There is no such thing as immigration

Immigration is like darkness. It is the absence of something, not something in and of itself. It is a partial restoration of the state of nature.

The natural state of man is that we move as we please. We stop people from moving as they or we please for various reasons. These stopping points are generally, but not exclusively called borders. Borders are not permanent. They can be moved, erased, reconstituted again. As any observer of Europe will note it can happen quickly and pretty often. Borders do not have to be impermeable. They can have exceptions to the rules. When people are peacefully allowed to cross borders permanently according to the will of the people controlling the border as an exception to the general rule of no crossings, it’s called immigration. Since most borders are controlled by more than one group, the exiting group often calls it a different term than the entry group.

You cannot create a proper system of exceptions to a rule without understanding why the rule exists. But ask people who have strong opinions on immigration why borders exist and more times than not, they haven’t considered the question at all. You could intuit why we have borders by the exceptions but almost nobody does, not even immigration restrictionists. We’re all playing the old game of blind men feeling the elephant and having opinions as to what it is.

20 thoughts on “There is no such thing as immigration”

  1. One world. No borders, that works for me.

    The sooner this happens, the sooner we can get on with human activity, that does not involve the constant fighting for preeminence and advantage, that the international politics of separate states, naturally enforces.

  2. We cannot have open borders and a welfare state. I believe that was a basic principle of Milton Friedman.

    An attempt at something like this was California’s Prop 187.

    On November 8, 1994, California voters approved the proposition by a wide margin: 59% to 41%.[8] According to the Los Angeles Times exit polls, 63% of non-Hispanic white voters and 23% of Latino voters voted for Proposition 187; African-American and ethnic Asian voters split their voting equally for and against the law. Although non-Hispanic whites comprised 57% of California’s population at the time, they comprised 81% of voters in the 1994 general election. Latinos totaled 8% of voters, although they comprised 26% of the state’s population.

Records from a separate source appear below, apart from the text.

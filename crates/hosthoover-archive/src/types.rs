//! Type definitions for archive formats

use std::collections::HashSet;
use std::path::{Path, PathBuf};
use std::str::FromStr;

use serde::{Deserialize, Serialize};

use crate::error::ArchiveError;

/// Supported archive formats
#[derive(Debug, Clone, Copy, Default, PartialEq, Eq, Serialize, Deserialize)]
#[serde(rename_all = "snake_case")]
pub enum ArchiveFormat {
    /// Zip (deflate), built in-process
    #[default]
    Zip,
    /// 7z, via the `7z` command-line tool
    #[serde(rename = "7z", alias = "sevenzip")]
    SevenZip,
    /// RAR, via the `rar` command-line tool
    Rar,
}

impl ArchiveFormat {
    /// File extension without the dot
    #[must_use]
    pub fn extension(self) -> &'static str {
        match self {
            ArchiveFormat::Zip => "zip",
            ArchiveFormat::SevenZip => "7z",
            ArchiveFormat::Rar => "rar",
        }
    }
}

impl std::fmt::Display for ArchiveFormat {
    fn fmt(&self, f: &mut std::fmt::Formatter<'_>) -> std::fmt::Result {
        f.write_str(self.extension())
    }
}

impl FromStr for ArchiveFormat {
    type Err = ArchiveError;

    fn from_str(s: &str) -> Result<Self, Self::Err> {
        match s.trim().to_ascii_lowercase().as_str() {
            "zip" => Ok(ArchiveFormat::Zip),
            "7z" | "sevenzip" | "seven_zip" => Ok(ArchiveFormat::SevenZip),
            "rar" => Ok(ArchiveFormat::Rar),
            other => Err(ArchiveError::UnsupportedFormat(other.to_string())),
        }
    }
}

/// Files queued for an archive, keyed by entry name
#[derive(Debug, Clone, Default)]
pub struct EntryList {
    entries: Vec<(String, PathBuf)>,
    names: HashSet<String>,
}

impl EntryList {
    /// Create an empty list
    #[must_use]
    pub fn new() -> Self {
        Self::default()
    }

    /// Queue `path` under its file name
    ///
    /// # Errors
    /// Returns `ArchiveError::SourceNotFound` if `path` is not a regular file and
    /// `ArchiveError::DuplicateEntry` if another file already claimed the name
    pub fn push(&mut self, path: &Path) -> Result<(), ArchiveError> {
        if !path.is_file() {
            return Err(ArchiveError::SourceNotFound(path.display().to_string()));
        }
        let name = path
            .file_name()
            .map(|n| n.to_string_lossy().to_string())
            .ok_or_else(|| ArchiveError::SourceNotFound(path.display().to_string()))?;
        if !self.names.insert(name.clone()) {
            return Err(ArchiveError::DuplicateEntry(name));
        }
        self.entries.push((name, path.to_path_buf()));
        Ok(())
    }

    /// Queued `(entry name, source path)` pairs in insertion order
    #[must_use]
    pub fn entries(&self) -> &[(String, PathBuf)] {
        &self.entries
    }

    /// Number of queued files
    #[must_use]
    pub fn len(&self) -> usize {
        self.entries.len()
    }

    /// Whether nothing has been queued
    #[must_use]
    pub fn is_empty(&self) -> bool {
        self.entries.is_empty()
    }
}
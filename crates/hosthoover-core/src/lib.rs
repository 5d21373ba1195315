//! hosthoover-core: Backup orchestration engine
//!
//! Expands a subnet into targets, probes reachability, captures device
//! configurations through a bounded worker pool with per-device retry, and
//! aggregates every outcome into a single run report that drives archiving,
//! version control and notification exactly once per run.

pub mod actor;
pub mod config;
pub mod error;
pub mod hosts;
pub mod message;
pub mod orchestrator;
pub mod outcome;
pub mod pipeline;
pub mod pool;
pub mod probe;
pub mod report;
pub mod target;
pub mod worker;
pub mod writer;

pub use actor::report::{RunReportActor, RunReportActorArgs};
pub use config::{Backoff, ProbeUnavailablePolicy, RetryPolicy, RunSettings};
pub use error::CoreError;
pub use hosts::enumerate;
pub use message::{Finalize, GetProgress, RecordOutcome, RunProgress};
pub use orchestrator::{Orchestrator, OrchestratorArgs, RunOutcome};
pub use outcome::{OutcomeKind, SessionOutcome};
pub use pipeline::{
    ArchiveStage, CommitStage, NotifyStage, PostProcessReport, PostProcessor, StageStatus,
};
pub use pool::{Slot, WorkerPool, WorkerPoolState};
pub use probe::{IcmpProber, ProbeError, Prober, TcpProber};
pub use report::{ReportEntry, RunCounts, RunReport};
pub use target::{Credentials, DeviceType, Target, TargetTemplate};
pub use worker::SessionWorker;
pub use writer::{ResultWriter, RunStamp, WriteError};
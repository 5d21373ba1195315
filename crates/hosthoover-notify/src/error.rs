//! Error types for hosthoover-notify

use thiserror::Error;

/// Errors that can occur while delivering a notification
#[derive(Error, Debug, Clone)]
pub enum NotifyError {
    /// No recipients given
    #[error("no recipients configured")]
    NoRecipients,

    /// Sender or recipient is not a valid mailbox
    #[error("invalid address {address}: {reason}")]
    InvalidAddress {
        /// Offending address
        address: String,
        /// Parser message
        reason: String,
    },

    /// Message could not be assembled
    #[error("failed to build message: {0}")]
    MessageBuild(String),

    /// Transport rejected or failed to deliver
    #[error("transport error: {0}")]
    Transport(String),

    /// Invalid configuration
    #[error("invalid configuration: {0}")]
    ConfigError(String),
}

    While 78% of Republicans and 62% of Independents voted for the initiative, Democratic voters opposed the measure by 64%

    It was declared unConstitutional by federal judge.

    The law was challenged in a legal suit and found unconstitutional by a federal district court. In 1999, Governor Gray Davis halted state appeals of this ruling.

    The judge ? Pfaelzer was nominated by President Jimmy Carter to a seat on the United States District Court for the Central District of California vacated by Francis C. Whelan. She was confirmed by the United States Senate on September 22, 1978, and received commission the next day. She was the first female District Judge appointed to that District. She assumed senior status on December 31, 1997.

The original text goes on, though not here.